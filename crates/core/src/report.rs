// SPDX-License-Identifier: BUSL-1.1
// Copyright (c) 2026 Alfred Jean LLC

//! Sniffer report model.
//!
//! Mirrors the JSON report the external sniffer writes with
//! `--report=json`: run-wide totals plus per-file message lists.

use crate::results::AuditSummary;
use serde::{Deserialize, Serialize};
use std::collections::BTreeMap;

/// Run-wide totals from the sniffer.
#[derive(Debug, Clone, Copy, Default, PartialEq, Eq, Serialize, Deserialize)]
pub struct Totals {
    #[serde(default)]
    pub errors: u64,
    #[serde(default)]
    pub warnings: u64,
    #[serde(default)]
    pub fixable: u64,
}

/// One finding attached to a file.
#[derive(Debug, Clone, PartialEq, Eq, Serialize, Deserialize)]
pub struct SniffMessage {
    pub message: String,
    /// Dotted sniff code, e.g. `PHPCompatibility.PHP.NewKeywords.t_namespaceFound`.
    pub source: String,
    #[serde(default)]
    pub severity: u32,
    /// `ERROR` or `WARNING` as reported by the sniffer.
    #[serde(rename = "type")]
    pub kind: String,
    #[serde(default)]
    pub line: u64,
    #[serde(default)]
    pub column: u64,
    #[serde(default)]
    pub fixable: bool,
}

impl SniffMessage {
    pub fn is_error(&self) -> bool {
        self.kind.eq_ignore_ascii_case("error")
    }

    pub fn is_warning(&self) -> bool {
        self.kind.eq_ignore_ascii_case("warning")
    }
}

/// Findings for a single scanned file.
#[derive(Debug, Clone, Default, PartialEq, Eq, Serialize, Deserialize)]
pub struct FileReport {
    #[serde(default)]
    pub errors: u64,
    #[serde(default)]
    pub warnings: u64,
    #[serde(default)]
    pub messages: Vec<SniffMessage>,
}

/// A full parsed sniffer report.
///
/// Files are kept in a `BTreeMap` so the parsed artifact serialises
/// deterministically regardless of the sniffer's emission order.
#[derive(Debug, Clone, Default, PartialEq, Eq, Serialize, Deserialize)]
pub struct Report {
    #[serde(default)]
    pub totals: Totals,
    #[serde(default)]
    pub files: BTreeMap<String, FileReport>,
}

impl Report {
    /// Iterate every message across all files.
    pub fn messages(&self) -> impl Iterator<Item = &SniffMessage> {
        self.files.values().flat_map(|file| file.messages.iter())
    }

    /// Derive the per-audit summary surfaced to the upstream API.
    pub fn summary(&self) -> AuditSummary {
        AuditSummary {
            files_scanned: self.files.len() as u64,
            errors: self.totals.errors,
            warnings: self.totals.warnings,
            fixable: self.totals.fixable,
        }
    }
}

#[cfg(test)]
#[path = "report_tests.rs"]
mod tests;
// SPDX-License-Identifier: BUSL-1.1
// Copyright (c) 2026 Alfred Jean LLC

//! `reef` subcommands.

pub mod run;
pub mod serve;

use crate::env;
use crate::exit_error::ExitError;
use crate::versions;
use anyhow::{Context, Result};
use reef_adapters::{DefaultSources, HttpResponseClient, LocalStorage, ShellRunner};
use reef_engine::{Pipeline, PipelineConfig, PipelineDeps};
use std::path::PathBuf;
use std::sync::Arc;

/// Flags shared by every pipeline-running subcommand.
#[derive(clap::Args, Debug)]
pub struct PipelineArgs {
    /// Temp root for extraction and transient report files
    #[arg(long)]
    pub temp_dir: Option<PathBuf>,
    /// Artifact store root
    #[arg(long)]
    pub storage_dir: Option<PathBuf>,
    /// Versions table file (JSON: standard -> tool -> version)
    #[arg(long)]
    pub versions: Option<PathBuf>,
}

/// Resolve config and wire a pipeline with the production adapters.
pub(crate) fn build_pipeline(args: &PipelineArgs) -> Result<Pipeline> {
    let http = reqwest::Client::builder()
        .timeout(env::http_timeout())
        .build()
        .context("failed to build http client")?;

    let storage_dir = args
        .storage_dir
        .clone()
        .or_else(env::storage_dir)
        .ok_or_else(|| ExitError::config("no storage directory; set --storage-dir or HOME"))?;
    let versions_path = args.versions.clone().or_else(env::versions_file);
    let versions = versions::load(versions_path.as_deref())
        .map_err(|e| ExitError::config(format!("{e:#}")))?;

    let config = PipelineConfig {
        temp_root: args.temp_dir.clone().unwrap_or_else(env::temp_dir),
        versions,
        channel_capacity: env::channel_capacity(),
    };
    let deps = PipelineDeps {
        sources: Arc::new(DefaultSources::new(http.clone())),
        storage: Arc::new(LocalStorage::new(storage_dir)),
        runner: Arc::new(ShellRunner::new()),
        response: Arc::new(HttpResponseClient::from_client(http)),
    };

    Pipeline::configure(config, deps)
        .map_err(|e| ExitError::config(e.to_string()).into())
}
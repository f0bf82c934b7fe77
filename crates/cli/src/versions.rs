// SPDX-License-Identifier: BUSL-1.1
// Copyright (c) 2026 Alfred Jean LLC

//! Sniffer versions table: which toolchain backs each standard.
//!
//! Loaded from a JSON file (`{ "<standard>": { "<tool>": "<version>" } }`)
//! when one is configured, otherwise the built-in table.

use anyhow::{Context, Result};
use reef_engine::StandardVersions;
use std::collections::HashMap;
use std::path::Path;

/// Built-in toolchain table covering the two stock standards.
pub fn default_versions() -> StandardVersions {
    let mut table = StandardVersions::new();
    table.insert(
        "wordpress".to_string(),
        HashMap::from([
            ("phpcs".to_string(), "3.3.1".to_string()),
            ("wpcs".to_string(), "1.1.0".to_string()),
        ]),
    );
    table.insert(
        "phpcompatibility".to_string(),
        HashMap::from([
            ("phpcs".to_string(), "3.3.1".to_string()),
            ("phpcompatibility".to_string(), "8.2.0".to_string()),
            ("phpcompatibilitywp".to_string(), "2.0.0".to_string()),
        ]),
    );
    table
}

/// Load the versions table from `path`, or fall back to the built-in.
pub fn load(path: Option<&Path>) -> Result<StandardVersions> {
    let Some(path) = path else {
        return Ok(default_versions());
    };
    let bytes = std::fs::read(path)
        .with_context(|| format!("failed to read versions file {}", path.display()))?;
    serde_json::from_slice(&bytes)
        .with_context(|| format!("failed to parse versions file {}", path.display()))
}

#[cfg(test)]
#[path = "versions_tests.rs"]
mod tests;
_ _ _ _ _
WORK ORDER –
Only lines containing the word "ShellRunner" should be copied from the material above.

WRITTEN SOLUTION –
use reef_adapters::{DefaultSources, HttpResponseClient, LocalStorage, ShellRunner};
        runner: Arc::new(ShellRunner::new()),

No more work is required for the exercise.